By Doug Porter / San Diego Free Press
The San Diego City Council is expected to adopt a proposal prohibiting public access to the beach at the Children’s Pool during harbor seal pupping season.
A staff report saying municipal and other laws against animal abuse have not been effective in preventing harassment of the seals will be presented at today’s (Feb 24) council meeting.
The proposal before the council would bar people from using the Children’s Pool from Dec. 15 to May 15 each year, when the seals are giving birth and weaning their young. The report calls for this proposed action as the “the minimum step” in preventing the harassment of seals.
SDFP has a video of one such incident of such harassment recorded yesterday (Sunday, February 23). An earlier incident can be seen here.
A note from the person posting the video says:
On 2/23/14 at about 1pm, [redacted] protests upcoming San Diego City Council vote on closing La Jolla seal rookery for pupping season by flushing mothers and nursing pups. Watch him in the upper right corner as he jumps into the water from the rocks by the sea wall, scaring all remaining seals off the beach.
[The individual named in the above comment has been redacted, since we have no means of authenticating that information.]
The city council will be voting on a resolution that dates back to 2010.

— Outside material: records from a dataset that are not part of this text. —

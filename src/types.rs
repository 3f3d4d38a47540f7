//! Core data model types for the sales pipeline.
//!
//! Loading produces a [`RecordSet`] of [`SalesRecord`]s. Every downstream stage borrows it
//! read-only and returns a newly allocated value ([`RecordSet`], [`AggregationResult`], ...).

use std::collections::{BTreeSet, HashSet};
use std::fmt;

use chrono::NaiveDate;
use serde::{Deserialize, Serialize};

/// A single sales line.
///
/// `line_total` is always derived from `quantity * unit_price` at construction; there is no
/// way to build a record with a line total read from input.
#[derive(Debug, Clone, PartialEq, Serialize)]
pub struct SalesRecord {
    date: NaiveDate,
    product: String,
    region: String,
    quantity: u64,
    unit_price: f64,
    line_total: f64,
}

impl SalesRecord {
    /// Create a record. `product` and `region` are trimmed of surrounding whitespace.
    pub fn new(
        date: NaiveDate,
        product: impl AsRef<str>,
        region: impl AsRef<str>,
        quantity: u64,
        unit_price: f64,
    ) -> Self {
        Self {
            date,
            product: product.as_ref().trim().to_owned(),
            region: region.as_ref().trim().to_owned(),
            quantity,
            unit_price,
            line_total: quantity as f64 * unit_price,
        }
    }

    pub fn date(&self) -> NaiveDate {
        self.date
    }

    pub fn product(&self) -> &str {
        &self.product
    }

    pub fn region(&self) -> &str {
        &self.region
    }

    pub fn quantity(&self) -> u64 {
        self.quantity
    }

    pub fn unit_price(&self) -> f64 {
        self.unit_price
    }

    /// `quantity * unit_price`.
    pub fn line_total(&self) -> f64 {
        self.line_total
    }
}

/// Ordered, immutable collection of [`SalesRecord`]s.
#[derive(Debug, Clone, Default, PartialEq, Serialize)]
#[serde(transparent)]
pub struct RecordSet {
    records: Vec<SalesRecord>,
}

impl RecordSet {
    /// Create a record set, keeping the given order.
    pub fn new(records: Vec<SalesRecord>) -> Self {
        Self { records }
    }

    /// Number of records.
    pub fn len(&self) -> usize {
        self.records.len()
    }

    pub fn is_empty(&self) -> bool {
        self.records.is_empty()
    }

    pub fn iter(&self) -> std::slice::Iter<'_, SalesRecord> {
        self.records.iter()
    }

    pub fn as_slice(&self) -> &[SalesRecord] {
        &self.records
    }

    /// Create a new record set containing only records that match `predicate`.
    ///
    /// Relative order is preserved.
    pub fn filter_records<F>(&self, mut predicate: F) -> Self
    where
        F: FnMut(&SalesRecord) -> bool,
    {
        let records = self
            .records
            .iter()
            .filter(|r| predicate(r))
            .cloned()
            .collect();
        Self { records }
    }

    /// Distinct product names in order of first appearance.
    pub fn unique_products(&self) -> Vec<String> {
        unique_in_order(self.records.iter().map(|r| r.product.as_str()))
    }

    /// Distinct region names in order of first appearance.
    pub fn unique_regions(&self) -> Vec<String> {
        unique_in_order(self.records.iter().map(|r| r.region.as_str()))
    }

    /// Earliest and latest record date, or `None` for an empty set.
    pub fn date_bounds(&self) -> Option<(NaiveDate, NaiveDate)> {
        let mut dates = self.records.iter().map(|r| r.date);
        let first = dates.next()?;
        Some(dates.fold((first, first), |(lo, hi), d| (lo.min(d), hi.max(d))))
    }
}

impl<'a> IntoIterator for &'a RecordSet {
    type Item = &'a SalesRecord;
    type IntoIter = std::slice::Iter<'a, SalesRecord>;

    fn into_iter(self) -> Self::IntoIter {
        self.records.iter()
    }
}

impl FromIterator<SalesRecord> for RecordSet {
    fn from_iter<I: IntoIterator<Item = SalesRecord>>(iter: I) -> Self {
        Self::new(iter.into_iter().collect())
    }
}

fn unique_in_order<'a>(values: impl Iterator<Item = &'a str>) -> Vec<String> {
    let mut seen = HashSet::new();
    values
        .filter(|v| seen.insert(*v))
        .map(str::to_owned)
        .collect()
}

/// Dimension used to partition records before summing.
#[derive(Debug, Clone, Copy, PartialEq, Eq, Hash, Serialize, Deserialize)]
#[serde(rename_all = "snake_case")]
pub enum GroupBy {
    Date,
    Product,
    Region,
}

/// Numeric field summed by the aggregator.
#[derive(Debug, Clone, Copy, Default, PartialEq, Eq, Serialize, Deserialize)]
#[serde(rename_all = "snake_case")]
pub enum Measure {
    /// `quantity * unit_price` (the only measure used by the dashboard).
    #[default]
    LineTotal,
    /// Units sold.
    Quantity,
}

impl Measure {
    pub(crate) fn value_of(self, record: &SalesRecord) -> f64 {
        match self {
            Measure::LineTotal => record.line_total,
            Measure::Quantity => record.quantity as f64,
        }
    }
}

/// Ordering of an [`AggregationResult`].
#[derive(Debug, Clone, Copy, PartialEq, Eq, Serialize, Deserialize)]
#[serde(rename_all = "snake_case")]
pub enum SortOrder {
    /// Natural key order, ascending (temporal grouping).
    KeyAscending,
    /// Largest sum first; ties broken by ascending key.
    ValueDescending,
}

/// A grouping key value.
///
/// All keys within one [`AggregationResult`] share a variant, so the derived ordering is the
/// natural one (chronological for dates, lexicographic for text).
#[derive(Debug, Clone, PartialEq, Eq, PartialOrd, Ord, Hash, Serialize)]
#[serde(untagged)]
pub enum GroupKey {
    Date(NaiveDate),
    Text(String),
}

impl GroupKey {
    pub(crate) fn of(record: &SalesRecord, group_by: GroupBy) -> Self {
        match group_by {
            GroupBy::Date => GroupKey::Date(record.date),
            GroupBy::Product => GroupKey::Text(record.product.clone()),
            GroupBy::Region => GroupKey::Text(record.region.clone()),
        }
    }
}

impl fmt::Display for GroupKey {
    fn fmt(&self, f: &mut fmt::Formatter<'_>) -> fmt::Result {
        match self {
            GroupKey::Date(d) => write!(f, "{}", d.format("%Y-%m-%d")),
            GroupKey::Text(s) => f.write_str(s),
        }
    }
}

impl From<NaiveDate> for GroupKey {
    fn from(d: NaiveDate) -> Self {
        GroupKey::Date(d)
    }
}

impl From<&str> for GroupKey {
    fn from(s: &str) -> Self {
        GroupKey::Text(s.to_owned())
    }
}

/// One `(key, sum)` entry of an [`AggregationResult`].
#[derive(Debug, Clone, PartialEq, Serialize)]
pub struct Group {
    pub key: GroupKey,
    pub value: f64,
}

/// Ordered `(key, sum)` pairs, one per distinct grouping key.
#[derive(Debug, Clone, Default, PartialEq, Serialize)]
#[serde(transparent)]
pub struct AggregationResult {
    groups: Vec<Group>,
}

impl AggregationResult {
    pub fn new(groups: Vec<Group>) -> Self {
        Self { groups }
    }

    pub fn len(&self) -> usize {
        self.groups.len()
    }

    /// `true` when there is nothing to chart ("no data" state).
    pub fn is_empty(&self) -> bool {
        self.groups.is_empty()
    }

    pub fn groups(&self) -> &[Group] {
        &self.groups
    }

    /// Sum for `key`, if the key is present.
    pub fn get(&self, key: &GroupKey) -> Option<f64> {
        self.groups.iter().find(|g| &g.key == key).map(|g| g.value)
    }

    /// Sum over all groups.
    pub fn total(&self) -> f64 {
        self.groups.iter().map(|g| g.value).sum()
    }

    /// Date-keyed entries as `(date, sum)` pairs, in result order.
    ///
    /// Text-keyed entries are skipped.
    pub fn as_daily_series(&self) -> Vec<(NaiveDate, f64)> {
        self.groups
            .iter()
            .filter_map(|g| match g.key {
                GroupKey::Date(d) => Some((d, g.value)),
                GroupKey::Text(_) => None,
            })
            .collect()
    }
}

/// Inclusive calendar date range.
#[derive(Debug, Clone, Copy, PartialEq, Eq, Serialize, Deserialize)]
pub struct DateRange {
    pub start: NaiveDate,
    pub end: NaiveDate,
}

impl DateRange {
    pub fn new(start: NaiveDate, end: NaiveDate) -> Self {
        Self { start, end }
    }

    /// `start <= date <= end`. Always `false` when `start > end`.
    pub fn contains(&self, date: NaiveDate) -> bool {
        self.start <= date && date <= self.end
    }
}

/// Conjunction of set-membership and date-range predicates.
///
/// An empty product or region set matches nothing.
#[derive(Debug, Clone, PartialEq, Eq, Serialize, Deserialize)]
pub struct FilterCriteria {
    pub allowed_products: BTreeSet<String>,
    pub allowed_regions: BTreeSet<String>,
    pub date_range: DateRange,
}

impl FilterCriteria {
    pub fn new<P, R>(products: P, regions: R, date_range: DateRange) -> Self
    where
        P: IntoIterator,
        P::Item: Into<String>,
        R: IntoIterator,
        R::Item: Into<String>,
    {
        Self {
            allowed_products: products.into_iter().map(Into::into).collect(),
            allowed_regions: regions.into_iter().map(Into::into).collect(),
            date_range,
        }
    }

    /// Criteria with no products or regions and an unbounded date range. Matches nothing until
    /// products and regions are added.
    pub fn select_none() -> Self {
        Self::new(
            Vec::<String>::new(),
            Vec::<String>::new(),
            DateRange::new(NaiveDate::MIN, NaiveDate::MAX),
        )
    }

    /// Criteria that select every product, every region and the full date span of `records`.
    ///
    /// Returns `None` for an empty record set (there is no date span to select).
    pub fn select_all(records: &RecordSet) -> Option<Self> {
        let (start, end) = records.date_bounds()?;
        Some(Self::new(
            records.unique_products(),
            records.unique_regions(),
            DateRange::new(start, end),
        ))
    }

    /// `true` if `record` satisfies every predicate.
    pub fn matches(&self, record: &SalesRecord) -> bool {
        self.allowed_products.contains(record.product())
            && self.allowed_regions.contains(record.region())
            && self.date_range.contains(record.date())
    }
}

/// Scalar metrics shown above the charts.
#[derive(Debug, Clone, Copy, PartialEq, Serialize)]
pub struct SummaryMetrics {
    /// Sum of line totals.
    pub total_sales: f64,
    /// Sum of quantities.
    pub total_quantity: u64,
    /// Arithmetic mean of unit prices (per record, unweighted).
    pub mean_unit_price: f64,
    pub record_count: usize,
}

#[cfg(test)]
mod tests {
    use super::*;

    fn d(s: &str) -> NaiveDate {
        NaiveDate::parse_from_str(s, "%Y-%m-%d").unwrap()
    }

    fn sample() -> RecordSet {
        RecordSet::new(vec![
            SalesRecord::new(d("2024-01-03"), " B ", "South", 1, 10.0),
            SalesRecord::new(d("2024-01-01"), "A", " North", 2, 5.0),
            SalesRecord::new(d("2024-01-02"), "B", "North ", 3, 1.5),
        ])
    }

    #[test]
    fn record_derives_line_total_and_trims_text() {
        let r = SalesRecord::new(d("2024-01-01"), "  Widget ", "\tNorth\n", 3, 2.5);
        assert_eq!(r.product(), "Widget");
        assert_eq!(r.region(), "North");
        assert_eq!(r.line_total(), 7.5);
    }

    #[test]
    fn unique_values_keep_first_appearance_order() {
        let rs = sample();
        assert_eq!(rs.unique_products(), vec!["B".to_string(), "A".to_string()]);
        assert_eq!(rs.unique_regions(), vec!["South".to_string(), "North".to_string()]);
    }

    #[test]
    fn date_bounds_spans_min_and_max() {
        assert_eq!(sample().date_bounds(), Some((d("2024-01-01"), d("2024-01-03"))));
        assert_eq!(RecordSet::default().date_bounds(), None);
    }

    #[test]
    fn filter_records_returns_new_set_and_leaves_original() {
        let rs = sample();
        let out = rs.filter_records(|r| r.quantity() > 1);
        assert_eq!(out.len(), 2);
        assert_eq!(rs.len(), 3);
    }

    #[test]
    fn inverted_date_range_contains_nothing() {
        let range = DateRange::new(d("2024-01-05"), d("2024-01-01"));
        assert!(!range.contains(d("2024-01-03")));
        assert!(!range.contains(d("2024-01-05")));
    }

    #[test]
    fn select_all_matches_every_record() {
        let rs = sample();
        let criteria = FilterCriteria::select_all(&rs).unwrap();
        assert!(rs.iter().all(|r| criteria.matches(r)));
        assert!(FilterCriteria::select_all(&RecordSet::default()).is_none());
    }

    #[test]
    fn select_none_spans_all_dates_but_matches_no_record() {
        let rs = sample();
        let mut criteria = FilterCriteria::select_none();
        assert!(!rs.iter().any(|r| criteria.matches(r)));

        criteria.allowed_products = rs.unique_products().into_iter().collect();
        criteria.allowed_regions = rs.unique_regions().into_iter().collect();
        assert!(rs.iter().all(|r| criteria.matches(r)));
    }

    #[test]
    fn group_keys_order_naturally() {
        assert!(GroupKey::from(d("2024-01-01")) < GroupKey::from(d("2024-01-02")));
        assert!(GroupKey::from("Apple") < GroupKey::from("Banana"));
        assert_eq!(GroupKey::from(d("2024-02-09")).to_string(), "2024-02-09");
    }

    #[test]
    fn daily_series_skips_text_keys() {
        let agg = AggregationResult::new(vec![
            Group { key: d("2024-01-01").into(), value: 3.0 },
            Group { key: "x".into(), value: 4.0 },
        ]);
        assert_eq!(agg.as_daily_series(), vec![(d("2024-01-01"), 3.0)]);
        assert_eq!(agg.total(), 7.0);
    }
}
//! Linear trend forecasting over daily totals.
//!
//! Fits `total = intercept + slope * t` by ordinary least squares, where `t` is the number of
//! days since the first date of the series, and extrapolates it day by day past the last date.
//!
//! The series is expected to be the date-grouped line totals of the **full** record set
//! (see [`crate::processing::breakdown`]); active filters do not affect the trend.
//!
//! ```rust
//! use chrono::NaiveDate;
//! use sales_pipeline::forecast::fit_and_forecast;
//!
//! let day = |d| NaiveDate::from_ymd_opt(2024, 1, d).unwrap();
//! let series = [(day(1), 10.0), (day(2), 20.0), (day(3), 30.0)];
//!
//! let forecast = fit_and_forecast(&series, 2).unwrap();
//! assert!((forecast.model.slope - 10.0).abs() < 1e-9);
//! assert_eq!(forecast.points[0].date, day(4));
//! assert!((forecast.points[0].value - 40.0).abs() < 1e-9);
//! ```

use std::collections::BTreeSet;

use chrono::{Days, NaiveDate};
use serde::Serialize;

use crate::error::{PipelineError, PipelineResult};

/// Minimum number of distinct dates needed to fit a line.
pub const MIN_DISTINCT_DATES: usize = 2;

/// Fitted trend line.
#[derive(Debug, Clone, Copy, PartialEq, Serialize)]
pub struct TrendModel {
    /// Change in daily total per day.
    pub slope: f64,
    /// Fitted total at `origin`.
    pub intercept: f64,
    /// Day zero of the regression (earliest date in the series).
    pub origin: NaiveDate,
    /// Latest date in the series.
    pub last_observed: NaiveDate,
}

impl TrendModel {
    /// Fitted value at `date` (dates before `origin` extrapolate backwards).
    pub fn predict(&self, date: NaiveDate) -> f64 {
        let t = (date - self.origin).num_days() as f64;
        self.intercept + self.slope * t
    }
}

/// One extrapolated day.
#[derive(Debug, Clone, Copy, PartialEq, Serialize)]
pub struct ForecastPoint {
    pub date: NaiveDate,
    pub value: f64,
}

/// Fitted model plus the extrapolated horizon.
#[derive(Debug, Clone, PartialEq, Serialize)]
pub struct ForecastSeries {
    pub model: TrendModel,
    /// `horizon_days` consecutive days starting the day after `model.last_observed`.
    pub points: Vec<ForecastPoint>,
}

/// Fit an OLS trend to `(date, total)` pairs.
///
/// Fails with [`PipelineError::InsufficientData`] when fewer than two distinct dates are
/// present, and with [`PipelineError::MalformedInput`] on a non-finite total.
pub fn fit(series: &[(NaiveDate, f64)]) -> PipelineResult<TrendModel> {
    let distinct = series.iter().map(|(d, _)| *d).collect::<BTreeSet<_>>();
    let (Some(&origin), Some(&last_observed)) = (distinct.first(), distinct.last()) else {
        return Err(insufficient(0));
    };
    if distinct.len() < MIN_DISTINCT_DATES {
        return Err(insufficient(distinct.len()));
    }
    if let Some((d, v)) = series.iter().find(|(_, v)| !v.is_finite()) {
        return Err(PipelineError::malformed(format!("non-finite daily total {v} on {d}")));
    }

    let n = series.len() as f64;
    let xs: Vec<f64> = series
        .iter()
        .map(|(d, _)| (*d - origin).num_days() as f64)
        .collect();
    let mean_x = xs.iter().sum::<f64>() / n;
    let mean_y = series.iter().map(|(_, y)| y).sum::<f64>() / n;

    let (sxy, sxx) = xs
        .iter()
        .zip(series.iter().map(|(_, y)| *y))
        .fold((0.0, 0.0), |(sxy, sxx), (x, y)| {
            let dx = x - mean_x;
            (sxy + dx * (y - mean_y), sxx + dx * dx)
        });

    // Two distinct dates guarantee a non-zero spread in x.
    let slope = sxy / sxx;
    let intercept = mean_y - slope * mean_x;

    log::debug!(
        "fitted trend over {} points ({origin}..={last_observed}): slope={slope}, intercept={intercept}",
        series.len()
    );

    Ok(TrendModel {
        slope,
        intercept,
        origin,
        last_observed,
    })
}

/// Extrapolate `model` for `horizon_days` days after its last observed date.
pub fn extrapolate(model: &TrendModel, horizon_days: u32) -> Vec<ForecastPoint> {
    (1..=u64::from(horizon_days))
        .map_while(|k| model.last_observed.checked_add_days(Days::new(k)))
        .map(|date| ForecastPoint {
            date,
            value: model.predict(date),
        })
        .collect()
}

/// Fit a trend to `series` and extrapolate it `horizon_days` days.
pub fn fit_and_forecast(series: &[(NaiveDate, f64)], horizon_days: u32) -> PipelineResult<ForecastSeries> {
    let model = fit(series)?;
    Ok(ForecastSeries {
        points: extrapolate(&model, horizon_days),
        model,
    })
}

fn insufficient(actual: usize) -> PipelineError {
    PipelineError::InsufficientData {
        required: MIN_DISTINCT_DATES,
        actual,
    }
}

Because it’s a small beach, even entering the water opposite the side where the seals are, can still cause the seals to flush into the water,” said animal rights lawyer Bryan Pease.
“Mothers can become separated from their pups,” he said. “So the idea is to completely keep people off of the beach during the pupping season.”

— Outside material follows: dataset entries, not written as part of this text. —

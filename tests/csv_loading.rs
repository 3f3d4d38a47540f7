use chrono::NaiveDate;

use sales_pipeline::ErrorKind;
use sales_pipeline::ingestion::LoadOptions;
use sales_pipeline::ingestion::csv::{load_csv_from_path, load_csv_from_reader};

fn d(day: u32) -> NaiveDate {
    NaiveDate::from_ymd_opt(2024, 1, day).unwrap()
}

#[test]
fn load_csv_from_path_happy_path() {
    let rs = load_csv_from_path("tests/fixtures/vendas_small.csv", &LoadOptions::default()).unwrap();

    assert_eq!(rs.len(), 4);
    let third = &rs.as_slice()[2];
    assert_eq!(third.date(), d(2));
    assert_eq!(third.product(), "A");
    assert_eq!(third.region(), "South");
    assert_eq!(third.quantity(), 3);
    assert_eq!(third.line_total(), 15.0);
}

#[test]
fn line_total_is_derived_for_every_row_regardless_of_column_order() {
    let rs = load_csv_from_path("tests/fixtures/vendas_reordered.csv", &LoadOptions::default()).unwrap();

    assert_eq!(rs.len(), 2);
    for r in &rs {
        assert_eq!(r.line_total(), r.quantity() as f64 * r.unit_price());
    }
    assert_eq!(rs.as_slice()[0].line_total(), 10.0);
}

#[test]
fn load_csv_accepts_english_headers() {
    let input = "region,product,date,unit_price,quantity\nNorth,A,2024-01-05,2.5,4\n";
    let mut rdr = csv::ReaderBuilder::new()
        .has_headers(true)
        .from_reader(input.as_bytes());

    let rs = load_csv_from_reader(&mut rdr, &LoadOptions::default()).unwrap();
    assert_eq!(rs.as_slice()[0].date(), d(5));
    assert_eq!(rs.as_slice()[0].line_total(), 10.0);
}

#[test]
fn load_csv_errors_on_missing_required_column() {
    let input = "data,produto,quantidade,preco_unitario\n2024-01-01,A,2,5.0\n";
    let mut rdr = csv::ReaderBuilder::new()
        .has_headers(true)
        .from_reader(input.as_bytes());

    let err = load_csv_from_reader(&mut rdr, &LoadOptions::default()).unwrap_err();
    assert_eq!(err.kind(), ErrorKind::MalformedInput);
    let msg = err.to_string();
    assert!(msg.contains("malformed input"));
    assert!(msg.contains("missing required column 'regiao'|'region'"));
}

#[test]
fn load_csv_errors_on_unparseable_date_without_partial_result() {
    let err = load_csv_from_path("tests/fixtures/vendas_bad_date.csv", &LoadOptions::default()).unwrap_err();
    assert_eq!(err.kind(), ErrorKind::MalformedInput);
    let msg = err.to_string();
    assert!(msg.contains("failed to parse value at row 3"));
    assert!(msg.contains("column 'data'"));
    assert!(msg.contains("raw='not-a-date'"));
}

#[test]
fn load_csv_errors_on_negative_quantity() {
    let input = "data,produto,regiao,quantidade,preco_unitario\n2024-01-01,A,North,-2,5.0\n";
    let mut rdr = csv::ReaderBuilder::new()
        .has_headers(true)
        .from_reader(input.as_bytes());

    let err = load_csv_from_reader(&mut rdr, &LoadOptions::default()).unwrap_err();
    assert!(err.to_string().contains("column 'quantidade'"));
}

#[test]
fn missing_file_is_io_error() {
    let err = load_csv_from_path("tests/fixtures/does_not_exist.csv", &LoadOptions::default()).unwrap_err();
    assert_eq!(err.kind(), ErrorKind::Io);
}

The new restrictions, if approved, would not take effect until given the go-ahead by the California Coastal Commission— process that could take one year. The report from city staff says their counterparts at the commission support the seasonal beach closure.
Many La Jolla residents are opposed to the ban.
From CBS8 News:
The La Jolla Community Planning Association voted 9-6-1 at a meeting in January to reject the proposed ban. Area residents have never supported a seasonal beach closure, said Councilwoman Sherri Lightner, who contends that the rope barrier has been an effective deterrent.

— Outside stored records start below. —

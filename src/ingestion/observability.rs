use std::fmt;
use std::fs::{File, OpenOptions};
use std::io::Write;
use std::path::{Path, PathBuf};
use std::sync::{Arc, Mutex};

use chrono::Utc;

use crate::error::{PipelineError, PipelineResult};

use super::unified::SourceFormat;

/// Severity classification used for observer callbacks and alerting thresholds.
#[derive(Debug, Clone, Copy, PartialEq, Eq, PartialOrd, Ord)]
pub enum LoadSeverity {
    /// Informational event.
    Info,
    /// Warning-level event (non-fatal).
    Warning,
    /// Error-level event (load failed on bad input).
    Error,
    /// Critical error (the source could not be read at all).
    Critical,
}

/// Context about a load attempt.
#[derive(Debug, Clone)]
pub struct LoadContext {
    /// Description of the source (path, or upload name and size).
    pub source: String,
    /// Format used for loading.
    pub format: SourceFormat,
}

/// Minimal stats reported on a successful load.
#[derive(Debug, Clone, Copy, PartialEq, Eq)]
pub struct LoadStats {
    /// Number of loaded records.
    pub rows: usize,
}

/// Observer interface for load outcomes.
///
/// Implementors can record metrics, logs, or trigger alerts.
pub trait LoadObserver: Send + Sync {
    /// Called when loading succeeds.
    fn on_success(&self, _ctx: &LoadContext, _stats: LoadStats) {}

    /// Called when loading fails.
    fn on_failure(&self, _ctx: &LoadContext, _severity: LoadSeverity, _error: &PipelineError) {}

    /// Called when a failure meets the alert threshold.
    ///
    /// Default behavior forwards to [`Self::on_failure`].
    fn on_alert(&self, ctx: &LoadContext, severity: LoadSeverity, error: &PipelineError) {
        self.on_failure(ctx, severity, error)
    }
}

/// Fans every callback out to the observers it holds, in insertion order.
#[derive(Default)]
pub struct CompositeObserver {
    observers: Vec<Arc<dyn LoadObserver>>,
}

impl CompositeObserver {
    pub fn new() -> Self {
        Self::default()
    }

    /// Add an observer to the end of the fan-out list.
    pub fn with(mut self, observer: Arc<dyn LoadObserver>) -> Self {
        self.observers.push(observer);
        self
    }

    fn each(&self, f: impl Fn(&dyn LoadObserver)) {
        self.observers.iter().for_each(|o| f(o.as_ref()));
    }
}

impl fmt::Debug for CompositeObserver {
    fn fmt(&self, f: &mut fmt::Formatter<'_>) -> fmt::Result {
        f.debug_struct("CompositeObserver")
            .field("observers_len", &self.observers.len())
            .finish()
    }
}

impl LoadObserver for CompositeObserver {
    fn on_success(&self, ctx: &LoadContext, stats: LoadStats) {
        self.each(|o| o.on_success(ctx, stats));
    }

    fn on_failure(&self, ctx: &LoadContext, severity: LoadSeverity, error: &PipelineError) {
        self.each(|o| o.on_failure(ctx, severity, error));
    }

    fn on_alert(&self, ctx: &LoadContext, severity: LoadSeverity, error: &PipelineError) {
        self.each(|o| o.on_alert(ctx, severity, error));
    }
}

/// Observer for a command-line run: [`LogObserver`], plus a [`FileObserver`] on `load_log`
/// when one is given. Fails if the load log cannot be opened.
pub fn cli_observer(load_log: Option<&Path>) -> PipelineResult<Arc<dyn LoadObserver>> {
    let Some(path) = load_log else {
        return Ok(Arc::new(LogObserver));
    };
    let composite = CompositeObserver::new()
        .with(Arc::new(LogObserver))
        .with(Arc::new(FileObserver::create(path)?));
    Ok(Arc::new(composite))
}

/// Forwards load events to the `log` facade (target `sales_pipeline::load`).
#[derive(Debug, Default)]
pub struct LogObserver;

const LOG_TARGET: &str = "sales_pipeline::load";

impl LoadObserver for LogObserver {
    fn on_success(&self, ctx: &LoadContext, stats: LoadStats) {
        log::info!(
            target: LOG_TARGET,
            "ok format={:?} source={} rows={}",
            ctx.format,
            ctx.source,
            stats.rows
        );
    }

    fn on_failure(&self, ctx: &LoadContext, severity: LoadSeverity, error: &PipelineError) {
        let level = match severity {
            LoadSeverity::Info => log::Level::Info,
            LoadSeverity::Warning => log::Level::Warn,
            LoadSeverity::Error | LoadSeverity::Critical => log::Level::Error,
        };
        log::log!(
            target: LOG_TARGET,
            level,
            "[{:?}] format={:?} source={} err={}",
            severity,
            ctx.format,
            ctx.source,
            error
        );
    }

    fn on_alert(&self, ctx: &LoadContext, severity: LoadSeverity, error: &PipelineError) {
        log::error!(
            target: LOG_TARGET,
            "ALERT [{:?}] format={:?} source={} err={}",
            severity,
            ctx.format,
            ctx.source,
            error
        );
    }
}

/// Appends one line per load event to a file opened at construction.
///
/// Line layout: `<rfc3339 timestamp> <event> severity=<..> format=<..> source=<..> <detail>`.
/// Write failures after construction are dropped.
#[derive(Debug)]
pub struct FileObserver {
    path: PathBuf,
    file: Mutex<File>,
}

impl FileObserver {
    /// Open (or create) `path` for appending.
    pub fn create(path: impl AsRef<Path>) -> PipelineResult<Self> {
        let path = path.as_ref().to_path_buf();
        let file = OpenOptions::new().create(true).append(true).open(&path)?;
        Ok(Self {
            path,
            file: Mutex::new(file),
        })
    }

    pub fn path(&self) -> &Path {
        &self.path
    }

    fn record(&self, event: &str, severity: Option<LoadSeverity>, ctx: &LoadContext, detail: &str) {
        let severity = severity.map_or_else(|| "-".to_string(), |s| format!("{s:?}"));
        let line = format!(
            "{} {event} severity={severity} format={:?} source={} {detail}",
            Utc::now().to_rfc3339(),
            ctx.format,
            ctx.source
        );
        if let Ok(mut file) = self.file.lock() {
            let _ = writeln!(file, "{line}");
        }
    }
}

impl LoadObserver for FileObserver {
    fn on_success(&self, ctx: &LoadContext, stats: LoadStats) {
        self.record("ok", None, ctx, &format!("rows={}", stats.rows));
    }

    fn on_failure(&self, ctx: &LoadContext, severity: LoadSeverity, error: &PipelineError) {
        self.record("fail", Some(severity), ctx, &format!("err={error}"));
    }

    fn on_alert(&self, ctx: &LoadContext, severity: LoadSeverity, error: &PipelineError) {
        self.record("ALERT", Some(severity), ctx, &format!("err={error}"));
    }
}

“The reality is that in recent years the harbor seal, sea lion and shorebird populations have dramatically exploded up and down the coastline,” Lightner said.
“The city needs to follow suit of other California municipalities, and put into place a comprehensive Coastal Management Plan to deal with protection of public beach access as well as health, safety and environmental issues caused by the proliferation of marine mammals along San Diego’s 23-mile shoreline.”